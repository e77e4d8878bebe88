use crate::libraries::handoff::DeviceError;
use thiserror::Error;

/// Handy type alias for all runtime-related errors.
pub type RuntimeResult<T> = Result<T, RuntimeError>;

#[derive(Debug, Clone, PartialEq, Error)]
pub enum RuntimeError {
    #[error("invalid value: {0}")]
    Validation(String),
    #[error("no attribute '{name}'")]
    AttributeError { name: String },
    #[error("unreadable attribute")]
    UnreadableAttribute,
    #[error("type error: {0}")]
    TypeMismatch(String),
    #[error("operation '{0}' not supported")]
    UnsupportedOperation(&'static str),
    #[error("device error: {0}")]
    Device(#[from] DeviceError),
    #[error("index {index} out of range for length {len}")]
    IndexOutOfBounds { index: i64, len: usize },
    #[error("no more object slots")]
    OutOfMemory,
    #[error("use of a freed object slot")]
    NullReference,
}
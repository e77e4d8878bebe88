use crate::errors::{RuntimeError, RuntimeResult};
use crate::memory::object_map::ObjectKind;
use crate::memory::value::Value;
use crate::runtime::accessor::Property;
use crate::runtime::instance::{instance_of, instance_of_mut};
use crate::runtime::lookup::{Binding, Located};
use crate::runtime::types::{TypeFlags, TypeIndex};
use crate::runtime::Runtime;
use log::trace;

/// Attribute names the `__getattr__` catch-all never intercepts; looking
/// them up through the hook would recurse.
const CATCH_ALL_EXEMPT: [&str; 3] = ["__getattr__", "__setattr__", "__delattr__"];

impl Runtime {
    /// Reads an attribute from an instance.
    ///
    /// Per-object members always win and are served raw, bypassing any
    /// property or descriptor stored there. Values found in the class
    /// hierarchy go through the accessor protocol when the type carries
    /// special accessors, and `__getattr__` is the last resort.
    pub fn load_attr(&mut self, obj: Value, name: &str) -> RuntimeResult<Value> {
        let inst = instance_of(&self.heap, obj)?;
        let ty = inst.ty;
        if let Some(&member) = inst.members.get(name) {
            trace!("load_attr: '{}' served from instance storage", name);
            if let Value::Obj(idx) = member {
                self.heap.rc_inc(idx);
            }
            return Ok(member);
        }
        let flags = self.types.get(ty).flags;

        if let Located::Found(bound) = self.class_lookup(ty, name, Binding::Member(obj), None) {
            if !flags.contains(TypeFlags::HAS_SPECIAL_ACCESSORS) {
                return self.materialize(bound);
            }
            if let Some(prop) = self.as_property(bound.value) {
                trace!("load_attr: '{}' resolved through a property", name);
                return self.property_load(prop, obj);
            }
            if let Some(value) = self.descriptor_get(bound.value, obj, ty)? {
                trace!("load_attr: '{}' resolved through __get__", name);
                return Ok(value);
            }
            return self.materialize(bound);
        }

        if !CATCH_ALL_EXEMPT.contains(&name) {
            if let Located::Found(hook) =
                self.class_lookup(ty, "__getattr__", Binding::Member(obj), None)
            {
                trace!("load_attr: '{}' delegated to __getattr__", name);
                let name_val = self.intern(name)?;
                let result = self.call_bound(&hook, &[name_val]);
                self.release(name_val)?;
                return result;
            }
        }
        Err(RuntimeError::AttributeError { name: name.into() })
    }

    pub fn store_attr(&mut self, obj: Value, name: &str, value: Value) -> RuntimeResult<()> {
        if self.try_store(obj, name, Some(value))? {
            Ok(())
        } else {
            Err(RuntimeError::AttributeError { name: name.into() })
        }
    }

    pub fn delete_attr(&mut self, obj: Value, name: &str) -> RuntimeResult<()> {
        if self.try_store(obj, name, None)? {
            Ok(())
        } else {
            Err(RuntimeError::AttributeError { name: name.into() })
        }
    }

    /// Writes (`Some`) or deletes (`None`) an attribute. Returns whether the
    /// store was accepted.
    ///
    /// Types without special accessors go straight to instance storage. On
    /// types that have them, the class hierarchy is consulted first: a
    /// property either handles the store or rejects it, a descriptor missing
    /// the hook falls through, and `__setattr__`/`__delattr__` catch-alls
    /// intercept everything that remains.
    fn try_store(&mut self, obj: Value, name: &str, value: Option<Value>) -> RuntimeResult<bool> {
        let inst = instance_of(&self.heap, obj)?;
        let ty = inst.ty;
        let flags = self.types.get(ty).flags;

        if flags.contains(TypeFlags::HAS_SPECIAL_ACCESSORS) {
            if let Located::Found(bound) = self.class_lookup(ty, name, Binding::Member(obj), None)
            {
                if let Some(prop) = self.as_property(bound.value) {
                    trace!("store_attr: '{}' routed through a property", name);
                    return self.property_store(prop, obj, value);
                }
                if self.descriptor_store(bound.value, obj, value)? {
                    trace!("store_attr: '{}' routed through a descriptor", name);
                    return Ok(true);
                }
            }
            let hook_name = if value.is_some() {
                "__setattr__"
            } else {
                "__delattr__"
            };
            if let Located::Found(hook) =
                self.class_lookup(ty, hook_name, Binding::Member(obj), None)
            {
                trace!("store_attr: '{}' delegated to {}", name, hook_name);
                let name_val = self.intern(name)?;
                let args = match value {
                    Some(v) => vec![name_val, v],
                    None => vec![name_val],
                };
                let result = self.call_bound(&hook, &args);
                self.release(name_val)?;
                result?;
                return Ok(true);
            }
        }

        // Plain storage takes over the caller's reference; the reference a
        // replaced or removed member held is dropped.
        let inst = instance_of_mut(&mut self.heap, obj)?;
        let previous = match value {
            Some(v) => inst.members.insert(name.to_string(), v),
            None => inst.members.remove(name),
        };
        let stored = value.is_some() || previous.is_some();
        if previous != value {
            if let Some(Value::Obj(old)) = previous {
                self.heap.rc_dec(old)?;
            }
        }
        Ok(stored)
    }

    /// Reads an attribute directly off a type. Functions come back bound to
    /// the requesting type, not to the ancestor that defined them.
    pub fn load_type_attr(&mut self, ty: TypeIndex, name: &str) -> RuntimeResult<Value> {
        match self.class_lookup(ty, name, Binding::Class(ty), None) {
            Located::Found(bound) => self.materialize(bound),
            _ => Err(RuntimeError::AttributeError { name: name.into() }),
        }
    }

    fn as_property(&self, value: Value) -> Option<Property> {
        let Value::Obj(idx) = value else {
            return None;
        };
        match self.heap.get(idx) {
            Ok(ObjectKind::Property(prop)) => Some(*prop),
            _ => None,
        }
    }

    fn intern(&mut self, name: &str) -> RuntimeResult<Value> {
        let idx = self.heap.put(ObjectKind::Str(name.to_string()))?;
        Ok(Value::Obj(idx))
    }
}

▶ _Your task_
Take from the material above the lines running from the one with "use crate::memory::value::Value;" through the one with "the last resort.", and repeat them exactly, with nothing else.

▶ _Exercise answer_
use crate::memory::value::Value;
use crate::runtime::accessor::Property;
use crate::runtime::instance::{instance_of, instance_of_mut};
use crate::runtime::lookup::{Binding, Located};
use crate::runtime::types::{TypeFlags, TypeIndex};
use crate::runtime::Runtime;
use log::trace;

/// Attribute names the `__getattr__` catch-all never intercepts; looking
/// them up through the hook would recurse.
const CATCH_ALL_EXEMPT: [&str; 3] = ["__getattr__", "__setattr__", "__delattr__"];

impl Runtime {
    /// Reads an attribute from an instance.
    ///
    /// Per-object members always win and are served raw, bypassing any
    /// property or descriptor stored there. Values found in the class
    /// hierarchy go through the accessor protocol when the type carries
    /// special accessors, and `__getattr__` is the last resort.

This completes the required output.